══ DATA TO USE ══
// events.rs — Graph-level event model and observer fan-out.
//
// Every structural mutation on the graph produces one GraphEvent. Events
// accumulate in the graph's own log (exportable for observability) and
// stream to any registered Observer sinks. Sinks observe and record; they
// can never affect graph state, and a failing sink never fails the
// mutation that produced the event.

use chrono::{DateTime, Utc};
use serde::{Deserialize, Serialize};
use uuid::Uuid;

use crate::error::GraphError;

/// What a graph event records.
#[derive(Debug, Clone, Copy, Serialize, Deserialize, PartialEq, Eq)]
#[serde(rename_all = "snake_case")]
pub enum GraphEventKind {
    GoalAdded,
    GoalCompleted,
    GoalFailed,
    GoalCancelled,
    GoalExpired,
    GoalUndone,
    Escalation,
    HookFailed,
}

impl std::fmt::Display for GraphEventKind {
    fn fmt(&self, f: &mut std::fmt::Formatter<'_>) -> std::fmt::Result {
        let name = match self {
            Self::GoalAdded => "goal_added",
            Self::GoalCompleted => "goal_completed",
            Self::GoalFailed => "goal_failed",
            Self::GoalCancelled => "goal_cancelled",
            Self::GoalExpired => "goal_expired",
            Self::GoalUndone => "goal_undone",
            Self::Escalation => "escalation",
            Self::HookFailed => "hook_failed",
        };
        f.write_str(name)
    }
}

/// One line in the graph's append-only event log.
#[derive(Debug, Clone, Serialize, Deserialize)]
pub struct GraphEvent {
    /// What happened.
    pub event: GraphEventKind,

    /// Which goal it happened to.
    pub goal_id: Uuid,

    /// When it happened (UTC).
    pub timestamp: DateTime<Utc>,

    /// Failure/cancellation reason or escalation message, when there is one.
    #[serde(default, skip_serializing_if = "Option::is_none")]
    pub reason: Option<String>,
}

impl GraphEvent {
    pub fn new(event: GraphEventKind, goal_id: Uuid) -> Self {
        Self {
            event,
            goal_id,
            timestamp: Utc::now(),
            reason: None,
        }
    }

    pub fn with_reason(event: GraphEventKind, goal_id: Uuid, reason: impl Into<String>) -> Self {
        Self {
            event,
            goal_id,
            timestamp: Utc::now(),
            reason: Some(reason.into()),
        }
    }
}

/// Trait for observing the scheduler from the outside.
///
/// One injected surface for the three outward-facing concerns: the audit
/// stream, operator notifications (escalation/expiry), and metrics. All
/// methods default to no-ops so a sink only implements what it cares
/// about. Errors are logged by the dispatcher but never stop the system.
pub trait Observer: Send + Sync {
    /// A graph event was recorded.
    fn audit(&self, _event: &GraphEvent) -> Result<(), GraphError> {
        Ok(())
    }

    /// Deliver a notification to an owner. The scheduler never delivers
    /// notifications itself — it only invokes this.
    fn notify(&self, _owner: &str, _message: &str) -> Result<(), GraphError> {
        Ok(())
    }

    /// A counter/gauge sample.
    fn metric(&self, _name: &str, _value: f64) -> Result<(), GraphError> {
        Ok(())
    }
}

/// Dispatches events, notifications, and metrics to registered sinks.
///
/// Errors from individual sinks are logged (via tracing) but don't
/// prevent other sinks from receiving the event.
#[derive(Default)]
pub struct Observers {
    sinks: Vec<Box<dyn Observer>>,
}

impl Observers {
    /// Create a dispatcher with no sinks.
    pub fn new() -> Self {
        Self { sinks: Vec::new() }
    }

    /// Add an observer sink.
    pub fn add_sink(&mut self, sink: Box<dyn Observer>) {
        self.sinks.push(sink);
    }

    pub fn audit(&self, event: &GraphEvent) {
        for sink in &self.sinks {
            if let Err(e) = sink.audit(event) {
                tracing::warn!("audit sink error: {}", e);
            }
        }
    }

    pub fn notify(&self, owner: &str, message: &str) {
        for sink in &self.sinks {
            if let Err(e) = sink.notify(owner, message) {
                tracing::warn!("notify sink error: {}", e);
            }
        }
    }

    pub fn metric(&self, name: &str, value: f64) {
        for sink in &self.sinks {
            if let Err(e) = sink.metric(name, value) {
                tracing::warn!("metric sink error: {}", e);
            }
        }
    }
}

/// Logs notifications and metrics through `tracing` (always-available sink).
pub struct TracingObserver;

impl Observer for TracingObserver {
    fn audit(&self, event: &GraphEvent) -> Result<(), GraphError> {
        tracing::debug!(goal_id = %event.goal_id, event = ?event.event, "graph event");
        Ok(())
    }

    fn notify(&self, owner: &str, message: &str) -> Result<(), GraphError> {
        tracing::info!(owner, "{}", message);
        Ok(())
    }

    fn metric(&self, name: &str, value: f64) -> Result<(), GraphError> {
        tracing::debug!(metric = name, value, "metric sample");
        Ok(())
    }
}

#[cfg(test)]
mod tests {
    use super::*;
    use std::sync::{Arc, Mutex};

    /// Records everything it sees — used across this crate's tests.
    #[derive(Default)]
    pub struct RecordingObserver {
        pub audits: Mutex<Vec<GraphEvent>>,
        pub notifications: Mutex<Vec<(String, String)>>,
    }

    impl Observer for Arc<RecordingObserver> {
        fn audit(&self, event: &GraphEvent) -> Result<(), GraphError> {
            self.audits.lock().unwrap().push(event.clone());
            Ok(())
        }

        fn notify(&self, owner: &str, message: &str) -> Result<(), GraphError> {
            self.notifications
                .lock()
                .unwrap()
                .push((owner.to_string(), message.to_string()));
            Ok(())
        }
    }

    struct FailingSink;

    impl Observer for FailingSink {
        fn audit(&self, _event: &GraphEvent) -> Result<(), GraphError> {
            Err(GraphError::SinkError("always fails".into()))
        }
    }

    #[test]
    fn event_serialization_round_trip() {
        let event = GraphEvent::with_reason(GraphEventKind::GoalFailed, Uuid::new_v4(), "boom");
        let json = serde_json::to_string(&event).unwrap();
        assert!(json.contains("\"goal_failed\""));
        let restored: GraphEvent = serde_json::from_str(&json).unwrap();
        assert_eq!(restored.event, GraphEventKind::GoalFailed);
        assert_eq!(restored.reason.as_deref(), Some("boom"));
    }

    #[test]
    fn reason_omitted_when_absent() {
        let event = GraphEvent::new(GraphEventKind::GoalAdded, Uuid::new_v4());
        let json = serde_json::to_string(&event).unwrap();
        assert!(!json.contains("reason"));
    }

    #[test]
    fn dispatcher_fans_out_to_all_sinks() {
        let first = Arc::new(RecordingObserver::default());
        let second = Arc::new(RecordingObserver::default());
        let mut observers = Observers::new();
        observers.add_sink(Box::new(Arc::clone(&first)));
        observers.add_sink(Box::new(Arc::clone(&second)));

        observers.audit(&GraphEvent::new(GraphEventKind::GoalAdded, Uuid::new_v4()));
        observers.notify("ada", "escalated");

        assert_eq!(first.audits.lock().unwrap().len(), 1);
        assert_eq!(second.audits.lock().unwrap().len(), 1);
        assert_eq!(first.notifications.lock().unwrap().len(), 1);
    }

    #[test]
    fn failing_sink_does_not_stop_others() {
        let recorder = Arc::new(RecordingObserver::default());
        let mut observers = Observers::new();
        observers.add_sink(Box::new(FailingSink));
        observers.add_sink(Box::new(Arc::clone(&recorder)));

        observers.audit(&GraphEvent::new(GraphEventKind::GoalAdded, Uuid::new_v4()));
        assert_eq!(recorder.audits.lock().unwrap().len(), 1);
    }
}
═══
WORK INSTRUCTION - The answer should be one number: how many lines in the data contain the word "GoalCompleted".

RESPONSE AREA - 2